[Collected data entries]
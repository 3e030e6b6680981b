//! In-memory ledger, registry and delivery used by the engine tests.

use crate::FillPipeline;
use alloy::primitives::{Address, B256, U256};
use async_trait::async_trait;
use solver_config::{parse_config, Config};
use solver_delivery::{DeliveryError, DeliveryInterface, DeliveryService};
use solver_discovery::{DiscoveryError, DiscoveryInterface};
use solver_order::{OrderError, OrderInterface, OrderService};
use solver_routing::RouteResolver;
use solver_settlement::{
	PayoutScheduler, RegistrationGate, SettlementError, SettlementInterface, SettlementService,
};
use solver_types::{
	DiscoveredIntent, EventBus, Intent, IntentId, IntentStatus, SolverStatus, Transaction,
	TransactionHash, TransactionReceipt,
};
use std::collections::HashMap;
use std::sync::atomic::{AtomicUsize, Ordering};
use std::sync::{Arc, Mutex};
use std::time::Duration;

pub const FIXED_NOW: u64 = 1_750_000_000;
pub const MIN_BOND: u64 = 1_000_000_000_000_000_000;
pub const CHAIN_ID: u64 = 420420417;

pub fn fixed_now() -> u64 {
	FIXED_NOW
}

pub fn settlement_address() -> Address {
	Address::repeat_byte(0x53)
}

pub fn registry_address() -> Address {
	Address::repeat_byte(0x52)
}

pub fn open_intent(id: IntentId, deadline: u64) -> Intent {
	Intent {
		id,
		user: Address::repeat_byte(0x11),
		from_chain_id: 420420417,
		to_chain_id: 2034,
		asset_in: Address::ZERO,
		asset_out: Address::ZERO,
		amount_in: U256::from(100_000_000_000_000_000u64),
		min_amount_out: U256::ZERO,
		max_fee: U256::from(1_000_000_000_000_000u64),
		deadline,
		status: IntentStatus::Open,
	}
}

pub fn discovered(id: IntentId) -> DiscoveredIntent {
	DiscoveredIntent {
		id,
		user: Address::repeat_byte(0x11),
		amount_in: U256::from(100_000_000_000_000_000u64),
		block_number: 100,
	}
}

pub fn test_config() -> Config {
	parse_config(
		r#"
		[solver]
		id = "engine-test"
		poll_interval_secs = 60

		[network]
		rpc_url = "http://127.0.0.1:8545"
		chain_id = 420420417

		[account]
		provider = "local"
		[account.config]
		private_key = "0xac0974bec39a17e36ba4a6b4d238ff944bacb478cbed5efcae784d7bf4f2ff80"

		[contracts]
		intent_box = "0x4949494949494949494949494949494949494949"
		registry = "0x5252525252525252525252525252525252525252"
		settlement = "0x5353535353535353535353535353535353535353"
	"#,
	)
	.unwrap()
}

#[derive(Clone, Default)]
pub struct MockOrders {
	intents: Arc<Mutex<HashMap<IntentId, Intent>>>,
	fetches: Arc<AtomicUsize>,
}

impl MockOrders {
	pub fn insert(&self, intent: Intent) {
		self.intents.lock().unwrap().insert(intent.id, intent);
	}

	pub fn fetches(&self) -> usize {
		self.fetches.load(Ordering::SeqCst)
	}
}

#[async_trait]
impl OrderInterface for MockOrders {
	async fn fetch_intent(&self, id: IntentId) -> Result<Intent, OrderError> {
		self.fetches.fetch_add(1, Ordering::SeqCst);
		self.intents
			.lock()
			.unwrap()
			.get(&id)
			.cloned()
			.ok_or_else(|| OrderError::Contract("execution reverted".into()))
	}

	async fn generate_fill_transaction(&self, intent: &Intent) -> Result<Transaction, OrderError> {
		Ok(Transaction::call(settlement_address(), intent.id.to_vec(), CHAIN_ID))
	}
}

#[derive(Clone)]
pub struct MockRegistry {
	active: bool,
}

#[async_trait]
impl SettlementInterface for MockRegistry {
	async fn solver_status(&self, _solver: Address) -> Result<SolverStatus, SettlementError> {
		Ok(SolverStatus {
			bond_amount: if self.active { U256::from(MIN_BOND) } else { U256::ZERO },
			filled_count: U256::ZERO,
			slash_count: U256::ZERO,
			active: self.active,
		})
	}

	async fn min_bond(&self) -> Result<U256, SettlementError> {
		Ok(U256::from(MIN_BOND))
	}

	fn register_transaction(&self, bond: U256) -> Transaction {
		Transaction::call(registry_address(), vec![0x01], CHAIN_ID).with_value(bond)
	}

	fn claim_transaction(&self, intent_id: IntentId) -> Transaction {
		Transaction::call(registry_address(), intent_id.to_vec(), CHAIN_ID)
	}
}

/// Records submissions; can be told to fail or revert the next few.
#[derive(Clone, Default)]
pub struct MockDelivery {
	submitted: Arc<Mutex<Vec<Transaction>>>,
	fail_next: Arc<AtomicUsize>,
	revert_next: Arc<AtomicUsize>,
}

impl MockDelivery {
	pub fn fail_next(&self, n: usize) {
		self.fail_next.store(n, Ordering::SeqCst);
	}

	pub fn revert_next(&self, n: usize) {
		self.revert_next.store(n, Ordering::SeqCst);
	}

	pub fn submitted_to(&self, to: Address) -> usize {
		self.submitted
			.lock()
			.unwrap()
			.iter()
			.filter(|tx| tx.to == to)
			.count()
	}

	pub fn total_submitted(&self) -> usize {
		self.submitted.lock().unwrap().len()
	}
}

fn take_one(counter: &AtomicUsize) -> bool {
	counter
		.fetch_update(Ordering::SeqCst, Ordering::SeqCst, |n| n.checked_sub(1))
		.is_ok()
}

#[async_trait]
impl DeliveryInterface for MockDelivery {
	async fn submit(&self, tx: Transaction) -> Result<TransactionHash, DeliveryError> {
		if take_one(&self.fail_next) {
			return Err(DeliveryError::Network("connection refused".into()));
		}
		let mut submitted = self.submitted.lock().unwrap();
		submitted.push(tx);
		Ok(B256::with_last_byte(submitted.len() as u8))
	}

	async fn wait_for_receipt(
		&self,
		hash: &TransactionHash,
	) -> Result<TransactionReceipt, DeliveryError> {
		Ok(TransactionReceipt {
			hash: *hash,
			block_number: 101,
			success: !take_one(&self.revert_next),
		})
	}
}

#[derive(Clone, Default)]
pub struct MockLedger {
	logs: Arc<Mutex<Vec<DiscoveredIntent>>>,
	head_reads: Arc<AtomicUsize>,
}

impl MockLedger {
	pub fn push(&self, intent: DiscoveredIntent) {
		self.logs.lock().unwrap().push(intent);
	}

	pub fn head_reads(&self) -> usize {
		self.head_reads.load(Ordering::SeqCst)
	}
}

#[async_trait]
impl DiscoveryInterface for MockLedger {
	async fn block_number(&self) -> Result<u64, DiscoveryError> {
		self.head_reads.fetch_add(1, Ordering::SeqCst);
		Ok(100)
	}

	async fn intents_in_range(
		&self,
		from_block: u64,
		to_block: u64,
	) -> Result<Vec<DiscoveredIntent>, DiscoveryError> {
		Ok(self
			.logs
			.lock()
			.unwrap()
			.iter()
			.filter(|i| (from_block..=to_block).contains(&i.block_number))
			.cloned()
			.collect())
	}
}

/// A pipeline over mocks with the clock pinned to [`FIXED_NOW`].
pub struct TestEnv {
	pub pipeline: FillPipeline,
	pub orders: MockOrders,
	pub delivery: MockDelivery,
	pub event_bus: EventBus,
}

impl TestEnv {
	pub fn new() -> Self {
		let orders = MockOrders::default();
		let delivery_mock = MockDelivery::default();
		let event_bus = EventBus::new(64);

		let delivery = Arc::new(DeliveryService::new(Box::new(delivery_mock.clone())));
		let registry: Arc<dyn SettlementInterface> = Arc::new(MockRegistry { active: true });
		let settlement = Arc::new(SettlementService::new(
			RegistrationGate::new(registry.clone(), delivery.clone(), event_bus.clone()),
			PayoutScheduler::new(
				registry,
				delivery.clone(),
				Duration::from_secs(1860),
				event_bus.clone(),
			),
		));

		let pipeline = FillPipeline::new(
			OrderService::new(Box::new(orders.clone())),
			RouteResolver::local_only(),
			delivery,
			settlement,
			event_bus.clone(),
		)
		.with_clock(fixed_now);

		Self {
			pipeline,
			orders,
			delivery: delivery_mock,
			event_bus,
		}
	}
}

/// Mock handles shared with the factories passed to the builder.
pub struct EngineMocks {
	pub delivery: MockDelivery,
	pub ledger: MockLedger,
	pub orders: MockOrders,
	pub registry: MockRegistry,
}

impl EngineMocks {
	pub fn new(registered: bool) -> Self {
		Self {
			delivery: MockDelivery::default(),
			ledger: MockLedger::default(),
			orders: MockOrders::default(),
			registry: MockRegistry { active: registered },
		}
	}
}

== Task ==
Across the records above, in how many lines does the string "logs" appear? Reply with the figure alone.

== Written solution ==
3